You don't need to specify individual scopes - the library handles this automatically! 🎯
SharePoint Site Access
- Ensure your Azure app has access to the SharePoint site
- You only need the site name and drive name (e.g., "Documents")
- No manual ID lookups required! 🎉
Legacy Usage (Advanced)
If you prefer to specify drive IDs directly:
fs = msgraphfs.MSGDriveFS(
client_id="your-client-id",
tenant_id="your-tenant-id",
client_secret="your-client-secret",
drive_id="specific-drive-id" # Skip auto-discovery
)
Find drive IDs using Microsoft Graph Explorer:
- Sites:
GET /sites/{hostname}:/sites/{site-name} - Drives:
GET /sites/{site-id}/drives
🛠️ Development
To develop this package, you can clone the repository and install the dependencies using uv:
git clone your-repo-url (a fork of https://github.com/acsone/msgraphfs)
cd msgraphfs
uv sync
This will install the package in editable mode with all dependencies, so you can make changes to the code and test them without having to reinstall the package every time.
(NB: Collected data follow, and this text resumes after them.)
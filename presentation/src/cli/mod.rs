//! Command-line interface definitions

pub mod commands;

pub use commands::{Cli, Command};
//! Persona strategies: per-role prompt construction over a two-call pattern.
//!
//! Every persona first runs an analysis pass over the most recent context
//! entries (plus memory hits, when memory is configured), then a response
//! pass that also sees the questions the agent is still waiting on.

use crate::ports::memory::MemoryPort;
use crate::ports::model_gateway::{GatewayError, GenerationOptions, ModelGateway};
use async_trait::async_trait;
use crew_domain::{
    ActionKind, Agent, AgentConfiguration, AgentMessage, AgentPromptTemplate, AgentType,
    ConversationContext, PersonaProfile, Turn,
};
use std::sync::Arc;
use tracing::{debug, warn};

/// Memory hits included in the analysis pass.
pub const MEMORY_HITS: usize = 3;

#[async_trait]
pub trait PersonaStrategy: Send + Sync {
    fn profile(&self) -> &'static PersonaProfile;

    fn agent_type(&self) -> AgentType {
        self.profile().agent_type
    }

    /// Action kinds this persona may request.
    fn tool_vocabulary(&self) -> &'static [ActionKind] {
        self.profile().vocabulary
    }

    fn build_system_prompt(&self, agent: &Agent) -> String;

    fn build_analysis_prompt(
        &self,
        message: &AgentMessage,
        context: &ConversationContext,
        memories: &[String],
    ) -> String {
        AgentPromptTemplate::analysis(message, context.analysis_window(), memories)
    }

    fn build_response_prompt(
        &self,
        analysis: &str,
        message: &AgentMessage,
        context: &ConversationContext,
        config: &AgentConfiguration,
    ) -> String {
        AgentPromptTemplate::response(message, analysis, context.questions_window(), config)
    }

    /// Run the analysis pass, then the response pass, and return the raw reply.
    async fn process_message(
        &self,
        agent: &Agent,
        message: &AgentMessage,
        context: &ConversationContext,
        model: &dyn ModelGateway,
        memory: Option<&dyn MemoryPort>,
    ) -> Result<String, GatewayError> {
        let options = GenerationOptions::from(&agent.config);
        let system = self.build_system_prompt(agent);

        let memories: Vec<String> = match memory {
            Some(memory) => match memory.search(&message.content, MEMORY_HITS).await {
                Ok(entries) => entries.iter().map(|e| e.to_prompt_line()).collect(),
                Err(e) => {
                    warn!(agent = %agent.id, error = %e, "Memory search failed, continuing without");
                    Vec::new()
                }
            },
            None => Vec::new(),
        };

        let analysis_prompt = self.build_analysis_prompt(message, context, &memories);
        let analysis = model
            .generate(&[Turn::system(&system), Turn::user(analysis_prompt)], &options)
            .await?;
        debug!(agent = %agent.id, chars = analysis.len(), "Analysis pass complete");

        let response_prompt = self.build_response_prompt(&analysis, message, context, &agent.config);
        model
            .generate(&[Turn::system(system), Turn::user(response_prompt)], &options)
            .await
    }
}

pub struct ProducerPersona;

#[async_trait]
impl PersonaStrategy for ProducerPersona {
    fn profile(&self) -> &'static PersonaProfile {
        PersonaProfile::for_type(AgentType::Producer)
    }

    fn build_system_prompt(&self, agent: &Agent) -> String {
        format!(
            "{}\n\n## Delegation\n\nThe operator talks to you first. Answer simple \
             questions yourself; route design questions to `architect`, build work to \
             `engineer` and verification to `qa` with coordinate-with-agent.",
            AgentPromptTemplate::system(self.profile(), &agent.name, &agent.config)
        )
    }
}

pub struct ArchitectPersona;

#[async_trait]
impl PersonaStrategy for ArchitectPersona {
    fn profile(&self) -> &'static PersonaProfile {
        PersonaProfile::for_type(AgentType::Architect)
    }

    fn build_system_prompt(&self, agent: &Agent) -> String {
        format!(
            "{}\n\n## Decisions\n\nWhen you settle a design question, record it with \
             record-decision and a one-sentence rationale so the rest of the crew can \
             find it later.",
            AgentPromptTemplate::system(self.profile(), &agent.name, &agent.config)
        )
    }
}

pub struct EngineerPersona;

#[async_trait]
impl PersonaStrategy for EngineerPersona {
    fn profile(&self) -> &'static PersonaProfile {
        PersonaProfile::for_type(AgentType::Engineer)
    }

    fn build_system_prompt(&self, agent: &Agent) -> String {
        format!(
            "{}\n\n## Progress\n\nKeep the plan's steps in sync with what you have \
             actually built. Report anything that blocks you with report-issue.",
            AgentPromptTemplate::system(self.profile(), &agent.name, &agent.config)
        )
    }
}

pub struct QaPersona;

#[async_trait]
impl PersonaStrategy for QaPersona {
    fn profile(&self) -> &'static PersonaProfile {
        PersonaProfile::for_type(AgentType::Qa)
    }

    fn build_system_prompt(&self, agent: &Agent) -> String {
        format!(
            "{}\n\n## Verification\n\nEvery defect gets a severity. Assign fixes to \
             `engineer` with create-task; celebrate a milestone only after it passes.",
            AgentPromptTemplate::system(self.profile(), &agent.name, &agent.config)
        )
    }
}

/// Default strategy for each role.
pub fn persona_for(agent_type: AgentType) -> Arc<dyn PersonaStrategy> {
    match agent_type {
        AgentType::Producer => Arc::new(ProducerPersona),
        AgentType::Architect => Arc::new(ArchitectPersona),
        AgentType::Engineer => Arc::new(EngineerPersona),
        AgentType::Qa => Arc::new(QaPersona),
    }
}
To run the tests with the test dependencies:
uv run pytest
Or with pip (legacy):
pip install -e .[test]
pytest
Testing the package requires you to have access to a Microsoft Drive (OneDrive, Sharepoint, etc) and to have the client_id, client_secret, tenant_id, dirve_id, site_name and the user's
access token.
How to get an access token required for testing
The first step is to get your user's access token.
Prerequisites
- A registered Azure AD application with:
client_idandclient_secret- Delegated permissions granted (e.g.,
Files.ReadWrite.All,Sites.ReadWrite.All) - A redirect URI configured (e.g.,
http://localhost:5000/callback)
1. Build the OAuth2 authorization URL
Open the following URL in your browser (replace values as needed):
https://login.microsoftonline.com/<TENANT_ID>/oauth2/v2.0/authorize?
client_id=<CLIENT_ID>
&response_type=code
&redirect_uri=http://localhost:5000/callback
&response_mode=query
&scope=offline_access%20User.Read%20Files.ReadWrite.All%20Sites.ReadWrite.All
You will be asked to log in with your Microsoft account and to grant the requested permissions.
2. Copy the Authorization Code
Once logged in, you'll be redirected to:
http://localhost:5000/callback?code=<AUTHORIZATION_CODE>
Copy the value of code from the URL.
Launch the test suite
To run the test suite, you just need to run the pytest command in the root directory with the following arguments:
- --auth-code: The authorization code you got in the previous step. (It's only required if you launch the tests for the first time or if your refresh token is expired and you need to get a new access token)
- --client-id: The client id of your Azure AD application.
- --client-secret: The client secret of your Azure AD application.
- --tenant-id: The tenant id of your Azure AD application.
- --drive-id: The drive id of the drive you want to access.
- --site-name: The name of the site you want to access. (Only required for tests related to the access to the recycling bin)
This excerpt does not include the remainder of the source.